A crucial element of their proposal was the use of funds to commission Jeff Scott to write a piece commemorating the project and “all of the stories told in the common room of the Mercy Allen Hospital as a tribute to Oberlin community members.” Upon receiving the award in May 2023, the two students began meeting with Scott not only to workshop the piece, but also to develop a deeper connection with each other and better understand what the project should represent. 

Scott explains, “I really wanted to find out what they considered to be important, especially when I'm being commissioned to write something. I like to know what people value. In the conversations, we talked about everything—parents, vacations, brothers, sisters—and it all kept coming back to relationships. It all kept coming back to how important it was to have important people around you—people that cared,” says Scott. “So when I set about writing the piece, and I was thinking about the hospital and the home for the aged, I thought, ‘Boy, how important are relationships when you're isolated in that capacity?’”

Throughout the composing process, Scott met with Bhatia and Nixon several times to workshop snippets. “It's not something I usually do,” he says, noting the uniqueness of the project even for him, “I usually might send one draft and then finish the piece, but it's such a personal piece, and it wasn't only for two musicians—I really wanted it to be for them.”

students in common room at Welcome Nursing Home with applauding residentsThe piece, titled Two Orchids, is a duet for flute and oboe and symbolizes two women of advanced age with a strong bond. One is more melancholy and reflective, and the other is a prankster who keeps her counterpart from getting overly serious. The work is divided into multiple sections by subtitles that indicate the women sharing various stories and recalling different memories. The inscription on the piece is “To honor the stories of resilience found at the edges of our collective consciousness.” 

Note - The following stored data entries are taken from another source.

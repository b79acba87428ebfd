// formsieve-core/src/phone.rs
//! Thin adapter over the `phonenumber` crate for region-aware validation.
//!
//! Parse failures never escape this module: an unknown region code or an
//! unparseable number simply makes the number invalid.

use log::debug;
use phonenumber::country;

/// Returns `true` when `raw` is a valid phone number for the ISO 3166-1
/// alpha-2 `region` (e.g. `"US"`, `"ch"`).
pub fn is_valid_for_region(raw: &str, region: &str) -> bool {
    let region_code = region.trim().to_ascii_uppercase();
    let Ok(region_id) = region_code.parse::<country::Id>() else {
        debug!("Unknown phone region code '{}'.", region_code);
        return false;
    };

    match phonenumber::parse(Some(region_id), raw) {
        Ok(number) => phonenumber::is_valid(&number),
        Err(e) => {
            debug!("Phone number rejected for region {}: {}", region_code, e);
            false
        }
    }
}
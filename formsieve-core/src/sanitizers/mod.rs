//! Field sanitization for formsieve.
//!
//! A sanitizer maps each field to a [`SanitizeTag`] and reduces the raw value
//! to the characters that tag allows, optionally trimming the result. This is
//! the stage that runs before validation: validators only ever see cleaned
//! data when driven through [`crate::filter`].
//!
//! The character-class primitives themselves live in `formsieve-charset`.

pub mod sanitizer;
pub mod tags;

pub use sanitizer::{sanitize, trim_value, Sanitizer};
pub use tags::SanitizeTag;
// formsieve-core/src/value.rs
//! Input values and the maps passed through sanitization and validation.

use serde::{Deserialize, Serialize};
use std::borrow::Cow;
use std::collections::BTreeMap;

/// Raw or cleaned input, keyed by field name.
pub type Input = BTreeMap<String, FieldValue>;

/// Per-field rule strings, e.g. `"email" => "email|required|email"`.
pub type FieldRules = BTreeMap<String, String>;

/// Validation result: one message per failing field.
pub type ErrorBag = BTreeMap<String, String>;

/// A single field value as it arrives from a form or request body.
///
/// Deserializes untagged, so plain JSON or YAML maps can be read straight
/// into an [`Input`]. `Null` counts as absent everywhere.
#[derive(Debug, Clone, PartialEq, Default, Serialize, Deserialize)]
#[serde(untagged)]
pub enum FieldValue {
    #[default]
    Null,
    Bool(bool),
    Int(i64),
    Float(f64),
    Text(String),
    List(Vec<FieldValue>),
}

impl FieldValue {
    pub fn is_null(&self) -> bool {
        matches!(self, FieldValue::Null)
    }

    pub fn is_list(&self) -> bool {
        matches!(self, FieldValue::List(_))
    }

    /// Text form of a scalar value. `None` for `Null` and lists.
    ///
    /// Booleans render as `"1"` and `""`.
    pub fn as_text(&self) -> Option<Cow<'_, str>> {
        match self {
            FieldValue::Text(s) => Some(Cow::Borrowed(s.as_str())),
            FieldValue::Int(i) => Some(Cow::Owned(i.to_string())),
            FieldValue::Float(f) => Some(Cow::Owned(f.to_string())),
            FieldValue::Bool(true) => Some(Cow::Borrowed("1")),
            FieldValue::Bool(false) => Some(Cow::Borrowed("")),
            FieldValue::Null | FieldValue::List(_) => None,
        }
    }

    pub fn as_list(&self) -> Option<&[FieldValue]> {
        match self {
            FieldValue::List(items) => Some(items),
            _ => None,
        }
    }
}

impl From<&str> for FieldValue {
    fn from(value: &str) -> Self {
        FieldValue::Text(value.to_string())
    }
}

impl From<String> for FieldValue {
    fn from(value: String) -> Self {
        FieldValue::Text(value)
    }
}

impl From<i64> for FieldValue {
    fn from(value: i64) -> Self {
        FieldValue::Int(value)
    }
}

impl From<i32> for FieldValue {
    fn from(value: i32) -> Self {
        FieldValue::Int(value.into())
    }
}

impl From<f64> for FieldValue {
    fn from(value: f64) -> Self {
        FieldValue::Float(value)
    }
}

impl From<bool> for FieldValue {
    fn from(value: bool) -> Self {
        FieldValue::Bool(value)
    }
}

impl<T: Into<FieldValue>> From<Vec<T>> for FieldValue {
    fn from(values: Vec<T>) -> Self {
        FieldValue::List(values.into_iter().map(Into::into).collect())
    }
}

impl<T: Into<FieldValue>> From<Option<T>> for FieldValue {
    fn from(value: Option<T>) -> Self {
        value.map_or(FieldValue::Null, Into::into)
    }
}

Following the initial proposal, Kerchner suggested visiting Welcome Nursing Home, which was incorporated into the project’s final form. From November 2023 to March 2024, Bhatia and Nixon made two visits every week: one to Mercy Allen Hospital and one to Welcome Nursing Home. During these visits, the two instrumentalists played duets and conversed with listeners about music, culminating in two separate premiers of Scott’s Two Orchids: Mercy Allen Hospital on April 19 and Welcome Nursing Home on April 21.

group shot of Oberlin faculty, hospital staff, and student musicians
Mercy Allen Hospital staff supported Bhatia and Nixon, attending the premiere of the piece inspired by the students' interactions with patients. Oberlin faculty Jeff Scott and Jody Kerchner also attended the performance.

“Everyone, regardless of what stage of life they are in,” says Bhatia, “should feel part of the Oberlin community. And it is our hope that, through this project, more people feel seen as part of the community.” It was a point emphasized in the artists' proposal, which they described as a “symbiotic alliance" between them and the patients and staff at Mercy Allen Hospital and Welcome Nursing Home.

Oberlin students, faculty, and Mercy staff and patients alike rejoiced in the success and positive reception of the project, which left an indelible impact on Mercy Allen Hospital and the broader Oberlin musical and cultural community. “People recognize it as the notes that were written by someone,” said Scott, “but it becomes something really, really special because you're putting you into it.”

In May 2024, Bhatia, Nixon, and Scott met in the Conservatory’s Clonick Hall for a formal audio and video recording session of Two Orchids that will be made available to the public soon.